I was inspired to make this soup because I had a container of the new Trader Joe's vegan kale, cashew and basil pesto in the fridge. I had used some of the pesto straight out of the container with some pita bread and honestly I didn't love it. It had a tinge of bitterness from the kale that I wasn't loving as a dip.

However, I got inspired to use it in my cooking, and this is where the product really shined. I used it along with bullion as the base of this easy soup-- the pesto imparts a wonderful herb flavor without the need for fresh herbs. I also used it for some oven roasted garlic and pesto broccoli--and it was divine.
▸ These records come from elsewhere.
//! Ошибки загрузки модулей.

use std::io;
use std::path::{Path, PathBuf};

use thiserror::Error;

use crate::parser::ParseError;

/// Основной тип `Result` для библиотеки.
pub type LoaderResult<T> = Result<T, LoaderError>;

/// Перечисление всех возможных ошибок загрузчика.
#[derive(Error, Debug)]
pub enum LoaderError {
    /// Ни один кандидат не найден ни в одном корне поиска.
    #[error("module not found: {0:?}")]
    ModuleNotFound(String),

    #[error("{}: {source}", path.display())]
    Io {
        path: PathBuf,
        #[source]
        source: io::Error,
    },

    #[error(transparent)]
    QueryParse(#[from] QueryParseError),

    #[error(transparent)]
    JsonParse(#[from] JsonParseError),
}

impl LoaderError {
    /// Ошибка ввода-вывода с путём.
    pub fn io(path: impl Into<PathBuf>, source: io::Error) -> Self {
        Self::Io {
            path: path.into(),
            source,
        }
    }

    /// Текст ошибки с фрагментом исходника, если он есть.
    pub fn diagnostic(&self) -> String {
        match self {
            Self::QueryParse(e) => e.diagnostic(),
            Self::JsonParse(e) => e.diagnostic(),
            other => other.to_string(),
        }
    }
}

/// Синтаксическая ошибка в файле модуля.
#[derive(Error, Debug)]
#[error("invalid query in module {}: {source}", path.display())]
pub struct QueryParseError {
    /// Файл модуля
    pub path: PathBuf,
    /// Полный текст файла
    pub contents: String,
    #[source]
    pub source: ParseError,
}

impl QueryParseError {
    /// Сообщение с указанием строки и столбца ошибки.
    pub fn diagnostic(&self) -> String {
        let (line, column) = line_col(&self.contents, self.source.span().start);
        render_context(&self.path, &self.contents, line, column, &self.to_string())
    }
}

/// Ошибка декодирования JSON-файла данных.
#[derive(Error, Debug)]
#[error("{}: {source}", path.display())]
pub struct JsonParseError {
    /// Файл данных
    pub path: PathBuf,
    /// Байты, прочитанные до ошибки
    pub contents: String,
    #[source]
    pub source: serde_json::Error,
}

impl JsonParseError {
    /// Сообщение с указанием строки и столбца ошибки.
    pub fn diagnostic(&self) -> String {
        render_context(
            &self.path,
            &self.contents,
            self.source.line(),
            self.source.column(),
            &self.to_string(),
        )
    }
}

/// Строка и столбец (с единицы) для байтового смещения.
fn line_col(contents: &str, offset: usize) -> (usize, usize) {
    let offset = offset.min(contents.len());
    let before = contents.get(..offset).unwrap_or(contents);
    let line = before.matches('\n').count() + 1;
    let line_start = before.rfind('\n').map_or(0, |i| i + 1);
    let column = before[line_start..].chars().count() + 1;
    (line, column)
}

/// Сообщение + строка исходника + указатель под столбцом.
fn render_context(path: &Path, contents: &str, line: usize, column: usize, message: &str) -> String {
    let Some(text) = line.checked_sub(1).and_then(|i| contents.lines().nth(i)) else {
        return message.to_string();
    };

    let gutter = line.to_string();
    let pad = " ".repeat(gutter.len());
    let caret = " ".repeat(column.saturating_sub(1));
    format!(
        "{message}\n{pad} --> {}:{line}:{column}\n{pad} |\n{gutter} | {text}\n{pad} | {caret}^",
        path.display()
    )
}

#[cfg(test)]
mod tests {
    use super::*;
    use crate::parser::Span;

    #[test]
    fn test_not_found_message() {
        let err = LoaderError::ModuleNotFound("lib/util".to_string());
        assert_eq!(err.to_string(), r#"module not found: "lib/util""#);
    }

    #[test]
    fn test_line_col() {
        assert_eq!(line_col("abc", 0), (1, 1));
        assert_eq!(line_col("ab\ncd", 4), (2, 2));
        assert_eq!(line_col("ab\n", 3), (2, 1));
        assert_eq!(line_col("ab", 99), (1, 3));
    }

    #[test]
    fn test_query_parse_diagnostic() {
        let err = QueryParseError {
            path: PathBuf::from("/m/a.jq"),
            contents: "import \"x\" as x;\nimport 1 as y;".to_string(),
            source: ParseError::UnexpectedToken {
                span: Span::new(24, 25),
                expected: "module path string".to_string(),
                found: "1".to_string(),
            },
        };
        let text = err.diagnostic();
        assert!(text.starts_with("invalid query in module /m/a.jq: unexpected token"));
        assert!(text.contains("--> /m/a.jq:2:8"));
        assert!(text.ends_with("2 | import 1 as y;\n  |        ^"));
    }

    #[test]
    fn test_json_parse_diagnostic() {
        let source = serde_json::from_str::<serde_json::Value>("{\"a\":}").unwrap_err();
        let err = JsonParseError {
            path: PathBuf::from("d.json"),
            contents: "{\"a\":}".to_string(),
            source,
        };
        assert!(err.to_string().starts_with("d.json: "));
        assert!(err.diagnostic().contains("1 | {\"a\":}"));
    }

    #[test]
    fn test_io_message_has_path() {
        let err = LoaderError::io("/x/y.jq", io::Error::new(io::ErrorKind::PermissionDenied, "denied"));
        assert_eq!(err.to_string(), "/x/y.jq: denied");
        assert_eq!(err.diagnostic(), err.to_string());
    }
}
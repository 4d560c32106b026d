//! Токены и позиции для парсера заголовка модуля.

use serde::Serialize;

/// Позиция в исходном коде.
#[derive(Debug, Clone, Copy, PartialEq, Eq, Default, Serialize)]
pub struct Span {
    /// Начальная позиция (байт).
    pub start: usize,
    /// Конечная позиция (байт).
    pub end: usize,
}

impl Span {
    /// Создать новый Span.
    pub fn new(start: usize, end: usize) -> Self {
        Self { start, end }
    }

    /// Объединить два Span.
    pub fn merge(self, other: Span) -> Span {
        Span {
            start: self.start.min(other.start),
            end: self.end.max(other.end),
        }
    }
}

/// Токен с позицией.
#[derive(Debug, Clone, PartialEq)]
pub struct Spanned<T> {
    pub value: T,
    pub span: Span,
}

impl<T> Spanned<T> {
    pub fn new(value: T, span: Span) -> Self {
        Self { value, span }
    }
}

/// Типы токенов заголовка модуля.
#[derive(Debug, Clone, PartialEq)]
pub enum Token {
    /// `{`
    LBrace,
    /// `}`
    RBrace,
    /// `[`
    LBracket,
    /// `]`
    RBracket,
    /// `:`
    Colon,
    /// `;`
    Semicolon,
    /// `,`
    Comma,

    /// Ключевые слова: module, import, include, as, null, true, false
    Keyword(Keyword),

    /// Число в JSON-нотации
    Number(serde_json::Number),
    /// Строковый литерал (уже без кавычек и escape-последовательностей)
    String(String),
    /// Идентификатор, в том числе с `::`
    Ident(String),
    /// Переменная `$name` (хранится без `$`)
    Variable(String),

    /// Конец файла
    Eof,
}

/// Ключевые слова, значимые для заголовка.
#[derive(Debug, Clone, Copy, PartialEq, Eq)]
pub enum Keyword {
    Module,
    Import,
    Include,
    As,
    Null,
    True,
    False,
}

impl Keyword {
    /// Текст ключевого слова.
    pub fn as_str(self) -> &'static str {
        match self {
            Keyword::Module => "module",
            Keyword::Import => "import",
            Keyword::Include => "include",
            Keyword::As => "as",
            Keyword::Null => "null",
            Keyword::True => "true",
            Keyword::False => "false",
        }
    }
}

impl std::fmt::Display for Token {
    fn fmt(&self, f: &mut std::fmt::Formatter<'_>) -> std::fmt::Result {
        match self {
            Token::LBrace => write!(f, "{{"),
            Token::RBrace => write!(f, "}}"),
            Token::LBracket => write!(f, "["),
            Token::RBracket => write!(f, "]"),
            Token::Colon => write!(f, ":"),
            Token::Semicolon => write!(f, ";"),
            Token::Comma => write!(f, ","),
            Token::Keyword(k) => write!(f, "{}", k.as_str()),
            Token::Number(n) => write!(f, "{}", n),
            Token::String(s) => write!(f, "{:?}", s),
            Token::Ident(s) => write!(f, "{}", s),
            Token::Variable(s) => write!(f, "${}", s),
            Token::Eof => write!(f, "EOF"),
        }
    }
}
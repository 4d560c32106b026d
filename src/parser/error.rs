//! Ошибки парсера.

use super::token::{Span, Token};
use thiserror::Error;

/// Ошибка парсинга.
#[derive(Error, Debug, Clone, PartialEq)]
pub enum ParseError {
    /// Неожиданный токен.
    #[error("unexpected token at position {}: expected {expected}, found {found}", span.start)]
    UnexpectedToken {
        span: Span,
        expected: String,
        found: String,
    },

    /// Неожиданный конец ввода.
    #[error("unexpected end of input at position {}: {message}", span.start)]
    UnexpectedEof { span: Span, message: String },

    /// Незакрытая скобка.
    #[error("unclosed '{open}' at position {}", span.start)]
    Unclosed { span: Span, open: char },

    /// Ошибка лексера.
    #[error("lexer error at position {}: unexpected character", span.start)]
    LexerError { span: Span },
}

impl ParseError {
    /// Создать ошибку "неожиданный токен".
    pub fn unexpected_token(span: Span, expected: impl Into<String>, found: &Token) -> Self {
        Self::UnexpectedToken {
            span,
            expected: expected.into(),
            found: found.to_string(),
        }
    }

    /// Создать ошибку "неожиданный конец".
    pub fn unexpected_eof(span: Span, message: impl Into<String>) -> Self {
        Self::UnexpectedEof {
            span,
            message: message.into(),
        }
    }

    /// Получить позицию ошибки.
    pub fn span(&self) -> Span {
        match self {
            Self::UnexpectedToken { span, .. } => *span,
            Self::UnexpectedEof { span, .. } => *span,
            Self::Unclosed { span, .. } => *span,
            Self::LexerError { span } => *span,
        }
    }
}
This would make even the most veggie-averse love broccoli.


Italian Herb Soup
1 shallot (minced)
1 medium bell pepper (diced)
1/3 C orzo
1/2 can garbanzo beans (drained, rinsed...save that aquafaba if you're baking soon)
2 tsp tomato paste
1 Tbsp bouillon (I use this) and several cups of water
2-3 Tbsp pesto
1/2 bag spinach (chopped)
sea salt
fresh ground black pepper

1. In a medium stockpot add 1-2 tsps of oil and heat to medium. Add shallot and bell pepper and cook until beginning to brown.
2. Add water and bring to a boil, add bouillon, tomato paste, and garbanzo beans. Stir and bring to a low boil.
3. Add orzo and pesto, stir. Cook 10-15 minutes. Lowering heat if necessary.
4. Taste and add salt and pepper. Add spinach and cook 3-4 minutes. 
5. Serve immediately with warm garlic bread.